I am still trying to get htdig to index my documents but I am meeting with no success.
I am fairly confident that at least the programs executed by rundig are using htdig.conf because when I make changes to the start_url I see them in the verbose messages that show up.
I tried the specific recommendation in FAQ 5.25 which explains how to create a shell script that generates a file of urls.

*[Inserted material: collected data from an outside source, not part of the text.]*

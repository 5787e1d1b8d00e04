//! # Bazaar
//!
//! Authentication and authorization core for a service-booking marketplace:
//! signed session tokens in an `HttpOnly` cookie, a short-lived cache of
//! user snapshots, a per-request route guard with role-scoped areas, and the
//! account flows around them (registration, password reset, admin user
//! management, notification email).
//!
//! ## Architecture
//!
//! - `domain` - entities, roles, errors and ports
//! - `application` - session resolution and account use cases
//! - `infrastructure` - configuration, logging, token codec, hashing, stores
//! - `server` - Rocket routes, guard fairing and entry point

pub mod cli;

/// Domain layer - entities, value objects and ports
pub mod domain {
    pub use bazaar_domain::*;
}

/// Application layer - use cases
pub mod application {
    pub use bazaar_application::*;
}

/// Infrastructure layer - configuration, adapters and bootstrap
pub mod infrastructure {
    pub use bazaar_infrastructure::*;
}

/// Server layer - HTTP surface
pub mod server {
    pub use bazaar_server::*;
}

pub use bazaar_domain::{AuthError, Error, Result, Role, UserProfile};
pub use bazaar_server::run;
pub use cli::Cli;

I did this, got a list of all the html docs in the directory I wanted to index but when I executed the script from the start_url directive it says all of the urls list are not found and does not build a word list.
Sample output: ---------------------------------------------------------------------------------- New server: web2.forefrontnet.com, 80 New server: , 0 Unknown host: 0/robots.txt 0:0:0:http://web2.forefrontnet.com/alhambra.html: not found 1:1:0:http://web2.forefrontnet.com/comm/minaf2000-01-18.html: not found 2:2:0:http://web2.forefrontnet.com/comm/minaf2000-01-31.html: not found 3:3:0:http://web2.forefrontnet.com/comm/minaf2000-02-24.html: not found 4:4:0:http://web2.forefrontnet.com/comm/minaf2000-03-27.html: not found 5:5:0:http://web2.forefrontnet.com/comm/minaf2000-04-18.html: not found 6:6:0:http://web2.forefrontnet.com/comm/minaf2000-04-24.html: not found 7:7:0:http://web2.forefrontnet.com/comm/minaf2000-04-27.html: not found 8:8:0:http://web2.forefrontnet.com/comm/minaf2000-05-23.html: not found 9:9:0:http://web2.forefrontnet.com/comm/minaf2000-05-24.html: not found ---------------------------------------------------------------------------------- Sample of text that was acted on: ---------------------------------------------------------------------------------- http://web2.forefrontnet.com//alhambra.html http://web2.forefrontnet.com//comm/minaf2000-01-18.html http://web2.forefrontnet.com//comm/minaf2000-01-31.html http://web2.forefrontnet.com//comm/minaf2000-02-24.html http://web2.forefrontnet.com//comm/minaf2000-03-27.html http://web2.forefrontnet.com//comm/minaf2000-04-18.html http://web2.forefrontnet.com//comm/minaf2000-04-24.html http://web2.forefrontnet.com//comm/minaf2000-04-27.html http://web2.forefrontnet.com//comm/minaf2000-05-23.html http://web2.forefrontnet.com//comm/minaf2000-05-24.html ----------------------------------------------------------------------------------
I even removed the start_url directive entirely and it generated a large wordlist but not from anything in my site past the initial directory /var/www/html/ . Also the words it does find are not reachable from the search html although results can be seen by using htsearch from the command line.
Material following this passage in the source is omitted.